• **ASSIGNMENT**: Once the line with "pub fn send(&mut" is found in the data, output it and each following line exactly, up to and including the line with "finished (interrupt context). */", and nothing before or after.
══ STORED DATA ══
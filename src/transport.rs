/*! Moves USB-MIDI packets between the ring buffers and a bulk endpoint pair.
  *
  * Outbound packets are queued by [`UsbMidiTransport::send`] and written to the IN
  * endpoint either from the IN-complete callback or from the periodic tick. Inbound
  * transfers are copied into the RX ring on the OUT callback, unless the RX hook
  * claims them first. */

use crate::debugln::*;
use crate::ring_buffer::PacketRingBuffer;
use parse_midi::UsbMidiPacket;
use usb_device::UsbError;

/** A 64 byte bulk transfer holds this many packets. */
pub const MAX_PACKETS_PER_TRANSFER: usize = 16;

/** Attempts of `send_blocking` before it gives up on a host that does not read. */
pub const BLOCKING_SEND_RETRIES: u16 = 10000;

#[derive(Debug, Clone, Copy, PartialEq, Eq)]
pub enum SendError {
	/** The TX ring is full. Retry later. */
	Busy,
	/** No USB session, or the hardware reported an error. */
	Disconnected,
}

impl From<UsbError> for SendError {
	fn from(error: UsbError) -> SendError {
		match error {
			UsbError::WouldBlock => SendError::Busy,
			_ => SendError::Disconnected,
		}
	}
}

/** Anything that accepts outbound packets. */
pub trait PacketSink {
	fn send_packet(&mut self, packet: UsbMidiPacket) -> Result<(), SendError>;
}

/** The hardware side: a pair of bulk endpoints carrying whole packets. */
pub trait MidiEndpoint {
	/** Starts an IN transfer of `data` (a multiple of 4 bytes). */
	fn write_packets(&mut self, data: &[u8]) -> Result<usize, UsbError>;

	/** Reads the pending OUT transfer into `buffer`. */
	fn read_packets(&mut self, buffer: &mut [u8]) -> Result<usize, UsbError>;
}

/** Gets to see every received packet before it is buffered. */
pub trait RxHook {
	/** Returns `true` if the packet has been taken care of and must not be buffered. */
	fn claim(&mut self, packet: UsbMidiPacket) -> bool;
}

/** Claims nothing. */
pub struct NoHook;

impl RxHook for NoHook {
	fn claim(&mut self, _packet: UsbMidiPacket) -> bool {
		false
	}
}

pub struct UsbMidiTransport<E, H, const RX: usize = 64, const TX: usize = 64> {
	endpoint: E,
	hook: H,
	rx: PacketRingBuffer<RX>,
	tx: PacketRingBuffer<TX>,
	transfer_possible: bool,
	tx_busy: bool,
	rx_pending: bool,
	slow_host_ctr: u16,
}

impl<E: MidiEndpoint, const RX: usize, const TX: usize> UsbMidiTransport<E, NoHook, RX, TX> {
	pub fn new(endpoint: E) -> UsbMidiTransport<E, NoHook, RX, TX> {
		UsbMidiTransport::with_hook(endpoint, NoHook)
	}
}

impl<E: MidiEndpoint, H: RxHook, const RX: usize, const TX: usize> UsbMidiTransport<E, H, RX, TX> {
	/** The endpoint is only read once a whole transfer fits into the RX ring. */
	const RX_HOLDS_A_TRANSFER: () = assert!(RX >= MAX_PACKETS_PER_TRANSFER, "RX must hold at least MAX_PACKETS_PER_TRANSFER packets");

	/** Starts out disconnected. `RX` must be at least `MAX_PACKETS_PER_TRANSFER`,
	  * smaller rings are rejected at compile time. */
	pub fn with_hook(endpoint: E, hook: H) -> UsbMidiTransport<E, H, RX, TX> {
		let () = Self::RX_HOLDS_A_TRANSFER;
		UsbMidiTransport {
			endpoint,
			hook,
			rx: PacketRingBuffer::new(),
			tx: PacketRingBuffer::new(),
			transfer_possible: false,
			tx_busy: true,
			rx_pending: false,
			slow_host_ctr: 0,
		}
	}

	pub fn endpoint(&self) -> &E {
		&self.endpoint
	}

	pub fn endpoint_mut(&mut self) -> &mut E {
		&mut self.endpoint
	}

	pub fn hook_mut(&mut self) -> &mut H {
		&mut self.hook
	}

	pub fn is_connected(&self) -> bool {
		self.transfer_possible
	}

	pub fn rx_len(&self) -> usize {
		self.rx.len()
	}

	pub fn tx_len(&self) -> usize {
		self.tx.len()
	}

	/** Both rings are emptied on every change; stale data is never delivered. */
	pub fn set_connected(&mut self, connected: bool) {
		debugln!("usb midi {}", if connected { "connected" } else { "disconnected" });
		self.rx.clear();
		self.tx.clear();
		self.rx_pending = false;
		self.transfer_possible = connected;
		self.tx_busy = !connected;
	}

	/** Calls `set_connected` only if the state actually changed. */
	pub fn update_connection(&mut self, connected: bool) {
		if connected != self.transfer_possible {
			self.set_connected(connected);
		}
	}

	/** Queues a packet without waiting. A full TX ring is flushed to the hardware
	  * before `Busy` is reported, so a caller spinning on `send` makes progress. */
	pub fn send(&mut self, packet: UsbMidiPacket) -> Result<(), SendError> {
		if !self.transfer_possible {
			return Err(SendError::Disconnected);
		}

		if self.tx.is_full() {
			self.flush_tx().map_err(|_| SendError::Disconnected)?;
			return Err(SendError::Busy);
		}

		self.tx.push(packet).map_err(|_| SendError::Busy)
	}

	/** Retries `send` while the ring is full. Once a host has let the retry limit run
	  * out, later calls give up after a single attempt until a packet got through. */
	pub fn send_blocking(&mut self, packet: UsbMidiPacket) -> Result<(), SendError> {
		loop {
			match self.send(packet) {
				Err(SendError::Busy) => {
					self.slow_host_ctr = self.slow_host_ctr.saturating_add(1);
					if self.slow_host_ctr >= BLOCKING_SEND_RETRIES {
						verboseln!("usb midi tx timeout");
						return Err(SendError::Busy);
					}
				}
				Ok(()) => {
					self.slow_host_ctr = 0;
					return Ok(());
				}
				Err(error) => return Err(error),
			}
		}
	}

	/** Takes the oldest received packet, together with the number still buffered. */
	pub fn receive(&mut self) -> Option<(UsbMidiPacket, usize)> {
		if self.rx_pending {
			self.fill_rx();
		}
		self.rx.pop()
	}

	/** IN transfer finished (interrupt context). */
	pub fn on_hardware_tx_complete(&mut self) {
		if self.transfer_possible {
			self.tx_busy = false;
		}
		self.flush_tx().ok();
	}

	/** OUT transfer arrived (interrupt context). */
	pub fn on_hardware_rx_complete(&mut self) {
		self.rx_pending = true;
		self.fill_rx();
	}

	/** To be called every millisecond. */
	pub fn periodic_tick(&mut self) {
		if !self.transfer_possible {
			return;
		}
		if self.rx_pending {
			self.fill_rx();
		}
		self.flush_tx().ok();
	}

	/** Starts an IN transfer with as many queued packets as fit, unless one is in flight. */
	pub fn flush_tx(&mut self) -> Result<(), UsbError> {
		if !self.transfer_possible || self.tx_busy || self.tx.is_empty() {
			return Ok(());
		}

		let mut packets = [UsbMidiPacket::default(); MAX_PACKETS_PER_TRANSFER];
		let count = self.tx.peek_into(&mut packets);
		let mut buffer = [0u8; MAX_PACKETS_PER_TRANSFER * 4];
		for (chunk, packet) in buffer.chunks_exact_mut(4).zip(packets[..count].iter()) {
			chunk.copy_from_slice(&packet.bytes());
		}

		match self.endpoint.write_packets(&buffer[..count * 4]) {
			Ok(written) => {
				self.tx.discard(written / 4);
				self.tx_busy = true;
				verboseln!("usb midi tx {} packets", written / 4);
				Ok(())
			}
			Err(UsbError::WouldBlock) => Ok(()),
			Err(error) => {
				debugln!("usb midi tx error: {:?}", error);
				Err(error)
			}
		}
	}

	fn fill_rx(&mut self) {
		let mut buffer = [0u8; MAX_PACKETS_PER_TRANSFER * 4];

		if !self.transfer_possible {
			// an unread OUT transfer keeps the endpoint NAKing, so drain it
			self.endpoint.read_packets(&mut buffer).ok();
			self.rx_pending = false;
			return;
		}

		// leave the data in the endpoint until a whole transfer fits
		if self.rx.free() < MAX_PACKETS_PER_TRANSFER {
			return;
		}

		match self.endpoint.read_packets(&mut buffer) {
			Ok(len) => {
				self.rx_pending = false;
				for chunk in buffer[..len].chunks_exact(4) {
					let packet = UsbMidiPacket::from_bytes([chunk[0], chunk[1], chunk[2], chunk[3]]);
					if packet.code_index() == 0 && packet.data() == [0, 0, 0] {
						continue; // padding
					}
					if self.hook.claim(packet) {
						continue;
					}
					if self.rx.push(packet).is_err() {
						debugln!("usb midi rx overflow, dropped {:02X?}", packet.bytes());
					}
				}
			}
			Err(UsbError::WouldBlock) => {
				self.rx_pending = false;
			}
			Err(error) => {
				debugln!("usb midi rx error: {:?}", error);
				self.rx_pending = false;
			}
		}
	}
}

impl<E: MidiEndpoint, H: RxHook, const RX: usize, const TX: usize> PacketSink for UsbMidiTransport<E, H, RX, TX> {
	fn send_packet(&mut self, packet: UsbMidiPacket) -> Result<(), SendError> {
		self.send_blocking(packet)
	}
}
═══
• **ANSWER TO THIS PROBLEM**:
	pub fn send(&mut self, packet: UsbMidiPacket) -> Result<(), SendError> {
		if !self.transfer_possible {
			return Err(SendError::Disconnected);
		}

		if self.tx.is_full() {
			self.flush_tx().map_err(|_| SendError::Disconnected)?;
			return Err(SendError::Busy);
		}

		self.tx.push(packet).map_err(|_| SendError::Busy)
	}

	/** Retries `send` while the ring is full. Once a host has let the retry limit run
	  * out, later calls give up after a single attempt until a packet got through. */
	pub fn send_blocking(&mut self, packet: UsbMidiPacket) -> Result<(), SendError> {
		loop {
			match self.send(packet) {
				Err(SendError::Busy) => {
					self.slow_host_ctr = self.slow_host_ctr.saturating_add(1);
					if self.slow_host_ctr >= BLOCKING_SEND_RETRIES {
						verboseln!("usb midi tx timeout");
						return Err(SendError::Busy);
					}
				}
				Ok(()) => {
					self.slow_host_ctr = 0;
					return Ok(());
				}
				Err(error) => return Err(error),
			}
		}
	}

	/** Takes the oldest received packet, together with the number still buffered. */
	pub fn receive(&mut self) -> Option<(UsbMidiPacket, usize)> {
		if self.rx_pending {
			self.fill_rx();
		}
		self.rx.pop()
	}

	/** IN transfer finished (interrupt context). */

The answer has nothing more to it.